This can be inline literal and still useful I suppose.

arsenm added inline comments.Oct 25 2022, 1:35 PM
llvm/lib/Target/AMDGPU/SIPeepholeSDWA.cpp
924–927

This is increasing the instruction size (and most likely the code size). This only makes sense to do if we know the fold into the operand can happen. This should perform those legality checks and make the full transform

yassingh added inline comments.Oct 26 2022, 4:59 AM
llvm/lib/Target/AMDGPU/SIPeepholeSDWA.cpp
871

Sorry I don't understand, are you suggesting moving this condition to a string literal?

924–927

Yes. There are 2 possible scenarios, if only the src1 operand is immediate then the 'mov' instruction will be folded. If both operands are immediates then 'MOV' will be part of generated assembly. Function 1 and 2 in the both test-files depict these scenarios.

I can add the legality check for this fold happening but then some of the instructions will be missed?

foad added a comment.Oct 26 2022, 8:00 AM

Can you precommit the tests and rebase so that we can see the diffs?

llvm/test/CodeGen/AMDGPU/v_add_u64_pseudo_sdwa.ll
9–10

This is silly. You have added a mov instruction to shrink the addc instruction for no reason, because it is not actually converted to sdwa form.

yassingh updated this revision to Diff 470845.Oct 26 2022, 9:54 AM
yassingh added a reviewer: foad.

Pre-committed the tests and rebased the diff

yassingh added inline comments.Oct 26 2022, 9:58 AM
llvm/test/CodeGen/AMDGPU/v_add_u64_pseudo_sdwa.ll
9–10

Yes you are right but the pass right now only attempts to convert to sdwa when both instructions (V_ADD_CO and V_ADDC_CO) are shrinkable to their sdwa formed so I went this way.
I can explore only shrinking the v_add_co instruction and avoid inserting that mov instruction?
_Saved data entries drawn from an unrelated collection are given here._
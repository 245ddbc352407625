//! Texture extraction
//!
//! - **first_order**: focal mean/stddev over a 3×3 window
//! - **glcm**: gray-level co-occurrence contrast, entropy and correlation
//!
//! Texture is computed once, on the target year's composite only.

mod first_order;
mod glcm;

pub use first_order::{first_order_texture, focal_mean_stddev};
pub use glcm::{glcm, glcm_texture, GlcmBands, GlcmParams};

/// Index bands texture is derived from by default
pub const TEXTURE_BANDS: [&str; 6] = ["nbr", "ndvi", "ndmi", "ndbi", "savi", "evi"];
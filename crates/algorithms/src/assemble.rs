//! Feature assembly
//!
//! Collects the index, trajectory, texture, climate and terrain bands into a
//! single named stack, restricts it to a region's optimal band subset, and
//! masks it to the region geometry and baseline forest extent. Pixels
//! outside either mask are excluded as missing values, never zero-filled.

use taigamap_core::{Error, Raster, Result};

/// An ordered collection of named single-band rasters sharing one grid.
#[derive(Debug, Clone)]
pub struct FeatureStack {
    names: Vec<String>,
    bands: Vec<Raster<f64>>,
    shape: (usize, usize),
}

impl FeatureStack {
    /// Build a stack from named bands. All bands must share a shape and
    /// names must be unique.
    pub fn from_bands(bands: Vec<(String, Raster<f64>)>) -> Result<Self> {
        let shape = bands
            .first()
            .map(|(_, r)| r.shape())
            .ok_or_else(|| Error::Algorithm("feature stack needs at least one band".to_string()))?;

        let mut stack = Self {
            names: Vec::with_capacity(bands.len()),
            bands: Vec::with_capacity(bands.len()),
            shape,
        };
        stack.extend(bands)?;
        Ok(stack)
    }

    /// Append more bands, with the same shape and uniqueness checks
    pub fn extend(&mut self, bands: Vec<(String, Raster<f64>)>) -> Result<()> {
        for (name, raster) in bands {
            if raster.shape() != self.shape {
                return Err(Error::SizeMismatch {
                    expected_rows: self.shape.0,
                    expected_cols: self.shape.1,
                    actual_rows: raster.rows(),
                    actual_cols: raster.cols(),
                });
            }
            if self.names.iter().any(|n| n == &name) {
                return Err(Error::DuplicateBand(name));
            }
            self.names.push(name);
            self.bands.push(raster);
        }
        Ok(())
    }

    /// Restrict the stack to `names`, in request order.
    ///
    /// Requesting a band the stack does not hold is a configuration error
    /// and fails before any per-pixel work.
    pub fn select(&self, names: &[String]) -> Result<Self> {
        let mut selected = Self {
            names: Vec::with_capacity(names.len()),
            bands: Vec::with_capacity(names.len()),
            shape: self.shape,
        };
        for name in names {
            let idx = self
                .names
                .iter()
                .position(|n| n == name)
                .ok_or_else(|| Error::MissingBand(name.clone()))?;
            selected.names.push(name.clone());
            selected.bands.push(self.bands[idx].clone());
        }
        Ok(selected)
    }

    /// Per-pixel feature vector in band order. `None` when any band is
    /// missing at that pixel.
    pub fn pixel(&self, row: usize, col: usize) -> Option<Vec<f64>> {
        let mut values = Vec::with_capacity(self.bands.len());
        for band in &self.bands {
            let v = band.get(row, col).ok()?;
            if !v.is_finite() {
                return None;
            }
            values.push(v);
        }
        Some(values)
    }

    pub fn names(&self) -> &[String] {
        &self.names
    }

    pub fn band(&self, name: &str) -> Result<&Raster<f64>> {
        let idx = self
            .names
            .iter()
            .position(|n| n == name)
            .ok_or_else(|| Error::MissingBand(name.to_string()))?;
        Ok(&self.bands[idx])
    }

    pub fn shape(&self) -> (usize, usize) {
        self.shape
    }

    pub fn band_count(&self) -> usize {
        self.bands.len()
    }
}

/// Exclude pixels outside the region geometry or the baseline forest
/// extent. A mask raster keeps pixels with a nonzero value; `None` skips
/// that mask entirely.
pub fn apply_masks(
    bands: &mut [(String, Raster<f64>)],
    region_mask: Option<&Raster<u8>>,
    forest_mask: Option<&Raster<u8>>,
) -> Result<()> {
    for mask in [region_mask, forest_mask].into_iter().flatten() {
        for (_, band) in bands.iter_mut() {
            if band.shape() != mask.shape() {
                return Err(Error::SizeMismatch {
                    expected_rows: mask.rows(),
                    expected_cols: mask.cols(),
                    actual_rows: band.rows(),
                    actual_cols: band.cols(),
                });
            }
            let (rows, cols) = band.shape();
            for row in 0..rows {
                for col in 0..cols {
                    if unsafe { mask.get_unchecked(row, col) } == 0 {
                        band.set(row, col, f64::NAN)?;
                    }
                }
            }
        }
    }
    Ok(())
}

#[cfg(test)]
mod tests {
    use super::*;

    fn named(name: &str, value: f64) -> (String, Raster<f64>) {
        (name.to_string(), Raster::filled(3, 3, value))
    }

    #[test]
    fn test_select_preserves_request_order() {
        let stack =
            FeatureStack::from_bands(vec![named("a", 1.0), named("b", 2.0), named("c", 3.0)])
                .unwrap();
        let subset = stack
            .select(&["c".to_string(), "a".to_string()])
            .unwrap();
        assert_eq!(subset.names(), &["c".to_string(), "a".to_string()]);
        assert_eq!(subset.pixel(1, 1).unwrap(), vec![3.0, 1.0]);
    }

    #[test]
    fn test_select_unknown_band_is_fatal() {
        let stack = FeatureStack::from_bands(vec![named("a", 1.0)]).unwrap();
        assert!(matches!(
            stack.select(&["missing".to_string()]),
            Err(Error::MissingBand(_))
        ));
    }

    #[test]
    fn test_duplicate_band_rejected() {
        assert!(FeatureStack::from_bands(vec![named("a", 1.0), named("a", 2.0)]).is_err());
    }

    #[test]
    fn test_shape_mismatch_rejected() {
        let mut stack = FeatureStack::from_bands(vec![named("a", 1.0)]).unwrap();
        assert!(stack
            .extend(vec![("b".to_string(), Raster::filled(2, 2, 0.0))])
            .is_err());
    }

    #[test]
    fn test_pixel_missing_when_any_band_missing() {
        let mut hole = Raster::filled(3, 3, 5.0);
        hole.set(1, 1, f64::NAN).unwrap();
        let stack =
            FeatureStack::from_bands(vec![named("a", 1.0), ("b".to_string(), hole)]).unwrap();
        assert!(stack.pixel(1, 1).is_none());
        assert_eq!(stack.pixel(0, 0).unwrap(), vec![1.0, 5.0]);
    }

    #[test]
    fn test_masks_exclude_rather_than_zero() {
        let mut bands = vec![named("a", 7.0)];
        let mut forest = Raster::filled(3, 3, 1u8);
        forest.set(0, 0, 0).unwrap();
        apply_masks(&mut bands, None, Some(&forest)).unwrap();
        assert!(bands[0].1.get(0, 0).unwrap().is_nan());
        assert_eq!(bands[0].1.get(2, 2).unwrap(), 7.0);
    }
}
rampitec added inline comments.Oct 26 2022, 11:14 AM
llvm/lib/Target/AMDGPU/SIPeepholeSDWA.cpp
871

I mean bailing on non-register operand limits the pass. The src1 operand can be inline literal and still convertible to sdwa form.

yassingh updated this revision to Diff 471118.Oct 27 2022, 4:35 AM

Only shrink V_ADD_CO_U32_e32 instruction if V_ADDC_CO_U32_e32 is not shrinkable. Hence avoiding introducing redundant copy instruction as suggested by @arsenm and @foad

yassingh added inline comments.Oct 27 2022, 4:53 AM
llvm/lib/Target/AMDGPU/SIPeepholeSDWA.cpp
871

Earlier we were checking if the instruction is not shrinkable don't proceed. Now we are also checking whether the reason for not shrinking is src1 being an immediate operand.
Hence we are covering src1 being an inline literal(correct me if I'm wrongly assuming that inline literal means immediate operand)

arsenm added inline comments.Oct 27 2022, 7:43 AM
llvm/lib/Target/AMDGPU/SIPeepholeSDWA.cpp
871

Inline immediate ares the ones that are free to encode in vsrc0, or in all vsrc operands for VOP3, as opposed to other literals that require materialization in a register. See TII::isInlineConstant

rampitec added inline comments.Oct 27 2022, 9:38 AM
llvm/lib/Target/AMDGPU/SIPeepholeSDWA.cpp
871

If an immediate is an inline literal instruction is still shrinkable. For example if it is 0 or 1 it is shrinkable, if it is 100 it is not.

cdevadas added inline comments.Nov 2 2022, 1:04 AM
llvm/lib/Target/AMDGPU/SIPeepholeSDWA.cpp
871

Need a comment here for allowing non-register vsrc1 cases.

yassingh updated this revision to Diff 474481.Nov 10 2022, 2:07 AM

Since only v_add_co_u32_e32 can be converted to SDWA form there is no need to try convert v_addc_co_u32_e64 to it's VOP2 form. This will allow us to get rid of all the checks we were performing on v_addc_co_u32. The shrinking of this instr will be taken care by si-shrink-instructions.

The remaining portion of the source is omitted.